++++ SUPPLIED DATA ++++
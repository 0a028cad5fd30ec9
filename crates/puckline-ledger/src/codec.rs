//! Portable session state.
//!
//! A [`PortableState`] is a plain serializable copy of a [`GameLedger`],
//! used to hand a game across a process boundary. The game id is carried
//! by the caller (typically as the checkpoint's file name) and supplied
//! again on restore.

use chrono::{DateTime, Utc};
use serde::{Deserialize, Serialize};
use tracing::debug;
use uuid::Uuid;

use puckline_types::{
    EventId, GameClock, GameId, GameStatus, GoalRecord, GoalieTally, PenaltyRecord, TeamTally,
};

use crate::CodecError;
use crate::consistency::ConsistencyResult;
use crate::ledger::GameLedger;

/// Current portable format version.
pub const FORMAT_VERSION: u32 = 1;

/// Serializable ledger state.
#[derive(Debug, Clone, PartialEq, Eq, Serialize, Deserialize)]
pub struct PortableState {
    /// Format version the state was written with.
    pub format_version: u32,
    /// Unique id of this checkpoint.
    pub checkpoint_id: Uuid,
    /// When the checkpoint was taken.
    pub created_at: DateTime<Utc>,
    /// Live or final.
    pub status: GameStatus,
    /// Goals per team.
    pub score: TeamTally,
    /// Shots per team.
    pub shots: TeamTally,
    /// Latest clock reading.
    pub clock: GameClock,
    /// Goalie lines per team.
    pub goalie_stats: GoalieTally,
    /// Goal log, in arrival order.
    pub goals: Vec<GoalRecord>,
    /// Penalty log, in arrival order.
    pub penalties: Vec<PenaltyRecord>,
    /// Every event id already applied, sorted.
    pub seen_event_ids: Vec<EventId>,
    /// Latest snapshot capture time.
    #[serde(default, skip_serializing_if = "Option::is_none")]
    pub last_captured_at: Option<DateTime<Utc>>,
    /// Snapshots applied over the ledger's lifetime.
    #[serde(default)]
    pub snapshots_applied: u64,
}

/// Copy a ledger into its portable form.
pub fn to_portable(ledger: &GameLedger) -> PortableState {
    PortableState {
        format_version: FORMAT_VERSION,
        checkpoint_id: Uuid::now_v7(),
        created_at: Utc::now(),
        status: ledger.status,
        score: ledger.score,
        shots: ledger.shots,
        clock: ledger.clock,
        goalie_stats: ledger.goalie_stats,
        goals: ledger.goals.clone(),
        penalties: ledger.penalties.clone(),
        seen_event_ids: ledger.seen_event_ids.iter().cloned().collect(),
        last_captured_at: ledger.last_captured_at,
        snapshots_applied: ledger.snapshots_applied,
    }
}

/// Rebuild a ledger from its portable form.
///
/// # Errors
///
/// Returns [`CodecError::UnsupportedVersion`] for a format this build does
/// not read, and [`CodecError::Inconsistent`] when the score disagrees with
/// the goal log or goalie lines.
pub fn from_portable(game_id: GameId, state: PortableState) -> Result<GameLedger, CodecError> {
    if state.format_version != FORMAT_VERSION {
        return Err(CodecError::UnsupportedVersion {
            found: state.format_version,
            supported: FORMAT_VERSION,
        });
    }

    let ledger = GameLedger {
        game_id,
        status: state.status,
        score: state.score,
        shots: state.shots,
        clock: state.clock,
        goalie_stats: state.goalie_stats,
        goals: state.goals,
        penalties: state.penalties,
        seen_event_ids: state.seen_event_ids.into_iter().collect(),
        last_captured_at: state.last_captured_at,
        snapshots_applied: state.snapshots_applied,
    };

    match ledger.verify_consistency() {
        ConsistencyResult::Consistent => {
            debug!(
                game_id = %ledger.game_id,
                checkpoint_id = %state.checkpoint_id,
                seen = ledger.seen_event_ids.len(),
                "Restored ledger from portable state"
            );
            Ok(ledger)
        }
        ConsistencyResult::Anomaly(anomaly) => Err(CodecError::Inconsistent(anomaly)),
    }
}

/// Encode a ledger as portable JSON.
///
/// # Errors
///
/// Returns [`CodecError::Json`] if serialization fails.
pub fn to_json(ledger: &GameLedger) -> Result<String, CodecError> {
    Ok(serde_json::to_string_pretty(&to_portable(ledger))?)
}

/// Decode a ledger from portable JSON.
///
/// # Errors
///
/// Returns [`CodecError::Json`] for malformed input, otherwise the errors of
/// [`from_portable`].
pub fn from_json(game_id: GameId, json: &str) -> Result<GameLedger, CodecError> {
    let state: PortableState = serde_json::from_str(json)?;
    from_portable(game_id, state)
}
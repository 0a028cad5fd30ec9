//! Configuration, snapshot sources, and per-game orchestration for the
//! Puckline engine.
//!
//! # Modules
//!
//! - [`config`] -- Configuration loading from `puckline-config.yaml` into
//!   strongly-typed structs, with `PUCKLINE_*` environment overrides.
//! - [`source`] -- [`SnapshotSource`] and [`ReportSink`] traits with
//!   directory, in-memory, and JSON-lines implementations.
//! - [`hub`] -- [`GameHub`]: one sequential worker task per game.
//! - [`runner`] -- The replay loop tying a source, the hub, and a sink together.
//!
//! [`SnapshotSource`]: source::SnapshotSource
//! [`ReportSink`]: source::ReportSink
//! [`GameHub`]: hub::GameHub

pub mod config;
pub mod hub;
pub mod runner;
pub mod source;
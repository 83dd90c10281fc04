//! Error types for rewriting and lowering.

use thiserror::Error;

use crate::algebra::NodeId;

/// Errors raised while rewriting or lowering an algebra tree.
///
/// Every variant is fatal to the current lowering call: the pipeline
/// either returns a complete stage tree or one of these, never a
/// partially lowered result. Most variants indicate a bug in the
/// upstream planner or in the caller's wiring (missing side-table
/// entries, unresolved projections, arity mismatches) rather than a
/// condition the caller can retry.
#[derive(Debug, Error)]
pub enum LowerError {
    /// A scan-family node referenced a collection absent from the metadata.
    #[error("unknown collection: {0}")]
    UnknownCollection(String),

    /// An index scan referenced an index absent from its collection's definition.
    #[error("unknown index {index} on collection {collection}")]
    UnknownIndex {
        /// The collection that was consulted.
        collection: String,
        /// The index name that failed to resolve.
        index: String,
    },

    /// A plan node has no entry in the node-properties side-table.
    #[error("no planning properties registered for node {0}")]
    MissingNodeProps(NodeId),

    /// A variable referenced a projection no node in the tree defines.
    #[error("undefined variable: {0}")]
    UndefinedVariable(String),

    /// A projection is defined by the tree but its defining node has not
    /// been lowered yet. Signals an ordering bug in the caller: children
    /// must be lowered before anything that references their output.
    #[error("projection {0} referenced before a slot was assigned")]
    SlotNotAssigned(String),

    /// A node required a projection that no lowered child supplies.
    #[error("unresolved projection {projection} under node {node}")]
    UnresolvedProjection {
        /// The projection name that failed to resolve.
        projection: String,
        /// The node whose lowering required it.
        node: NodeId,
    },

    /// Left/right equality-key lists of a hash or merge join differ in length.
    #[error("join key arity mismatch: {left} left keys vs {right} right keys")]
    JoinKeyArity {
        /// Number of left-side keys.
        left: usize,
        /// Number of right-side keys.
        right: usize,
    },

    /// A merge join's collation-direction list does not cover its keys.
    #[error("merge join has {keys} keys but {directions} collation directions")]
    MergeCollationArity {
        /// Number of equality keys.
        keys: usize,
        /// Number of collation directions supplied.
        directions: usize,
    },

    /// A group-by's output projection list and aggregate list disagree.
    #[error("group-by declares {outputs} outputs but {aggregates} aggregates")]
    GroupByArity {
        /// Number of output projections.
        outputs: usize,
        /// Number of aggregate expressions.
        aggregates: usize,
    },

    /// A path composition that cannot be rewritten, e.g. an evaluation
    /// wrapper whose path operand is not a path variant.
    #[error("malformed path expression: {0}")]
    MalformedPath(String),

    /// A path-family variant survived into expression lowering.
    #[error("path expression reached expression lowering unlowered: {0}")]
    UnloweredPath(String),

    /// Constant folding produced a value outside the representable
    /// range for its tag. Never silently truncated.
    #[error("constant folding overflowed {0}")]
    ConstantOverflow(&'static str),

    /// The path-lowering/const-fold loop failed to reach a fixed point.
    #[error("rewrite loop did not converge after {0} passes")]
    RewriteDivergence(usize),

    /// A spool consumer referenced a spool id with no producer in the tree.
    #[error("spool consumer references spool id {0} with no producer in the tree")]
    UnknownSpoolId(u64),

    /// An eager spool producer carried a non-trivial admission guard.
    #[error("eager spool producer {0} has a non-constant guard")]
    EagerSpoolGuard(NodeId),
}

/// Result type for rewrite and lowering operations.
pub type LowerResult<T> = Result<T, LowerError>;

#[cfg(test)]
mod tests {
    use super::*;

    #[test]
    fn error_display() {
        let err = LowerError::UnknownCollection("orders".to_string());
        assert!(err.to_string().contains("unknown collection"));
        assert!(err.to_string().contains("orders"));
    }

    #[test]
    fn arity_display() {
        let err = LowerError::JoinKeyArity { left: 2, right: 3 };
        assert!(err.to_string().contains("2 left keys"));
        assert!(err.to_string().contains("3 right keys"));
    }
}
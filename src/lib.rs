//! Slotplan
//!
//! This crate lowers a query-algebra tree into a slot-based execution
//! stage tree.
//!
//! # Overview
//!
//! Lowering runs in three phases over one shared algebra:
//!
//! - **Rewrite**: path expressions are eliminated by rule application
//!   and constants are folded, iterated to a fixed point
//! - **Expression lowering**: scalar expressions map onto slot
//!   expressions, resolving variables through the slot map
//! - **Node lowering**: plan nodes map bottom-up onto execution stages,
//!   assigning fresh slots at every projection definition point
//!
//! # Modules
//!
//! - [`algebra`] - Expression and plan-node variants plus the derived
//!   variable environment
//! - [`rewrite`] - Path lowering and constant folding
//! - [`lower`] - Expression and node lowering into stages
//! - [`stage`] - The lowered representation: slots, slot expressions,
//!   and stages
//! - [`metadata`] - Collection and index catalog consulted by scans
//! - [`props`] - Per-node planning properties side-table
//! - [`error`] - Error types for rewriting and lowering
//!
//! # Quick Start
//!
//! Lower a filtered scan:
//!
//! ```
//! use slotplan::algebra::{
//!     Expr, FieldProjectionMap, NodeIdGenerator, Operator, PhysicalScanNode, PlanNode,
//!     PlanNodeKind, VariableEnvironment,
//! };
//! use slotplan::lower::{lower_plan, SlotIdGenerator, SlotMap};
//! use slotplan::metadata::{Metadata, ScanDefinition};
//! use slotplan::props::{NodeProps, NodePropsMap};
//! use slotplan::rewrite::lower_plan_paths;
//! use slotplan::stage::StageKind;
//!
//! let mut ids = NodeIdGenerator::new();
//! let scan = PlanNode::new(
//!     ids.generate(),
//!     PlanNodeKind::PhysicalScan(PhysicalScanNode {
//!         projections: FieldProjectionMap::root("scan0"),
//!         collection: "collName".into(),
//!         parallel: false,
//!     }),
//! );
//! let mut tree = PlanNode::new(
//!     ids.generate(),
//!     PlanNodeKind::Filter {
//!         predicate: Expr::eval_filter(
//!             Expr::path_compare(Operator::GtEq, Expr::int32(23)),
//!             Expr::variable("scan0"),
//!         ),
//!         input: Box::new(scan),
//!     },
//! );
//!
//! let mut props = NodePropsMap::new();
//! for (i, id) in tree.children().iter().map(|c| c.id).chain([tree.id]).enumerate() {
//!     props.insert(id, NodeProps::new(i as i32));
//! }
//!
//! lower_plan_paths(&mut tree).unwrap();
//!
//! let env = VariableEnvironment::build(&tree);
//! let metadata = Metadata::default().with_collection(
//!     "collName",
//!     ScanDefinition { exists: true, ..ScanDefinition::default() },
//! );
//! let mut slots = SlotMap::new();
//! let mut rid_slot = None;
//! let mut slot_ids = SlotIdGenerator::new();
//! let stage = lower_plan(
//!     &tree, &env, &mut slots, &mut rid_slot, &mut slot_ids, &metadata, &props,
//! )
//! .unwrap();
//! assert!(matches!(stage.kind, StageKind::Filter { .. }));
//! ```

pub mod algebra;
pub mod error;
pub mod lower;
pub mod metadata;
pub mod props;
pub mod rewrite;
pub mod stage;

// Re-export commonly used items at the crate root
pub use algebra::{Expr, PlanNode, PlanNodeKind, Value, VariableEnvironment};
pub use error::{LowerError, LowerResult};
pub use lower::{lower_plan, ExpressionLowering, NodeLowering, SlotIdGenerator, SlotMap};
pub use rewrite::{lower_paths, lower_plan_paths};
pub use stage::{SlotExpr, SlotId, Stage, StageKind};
++++
## PROBLEM REQUIREMENTS:
In the listing, how many lines carry the string "arrival"? Answer with a number only.

## ANSWER BELOW:
2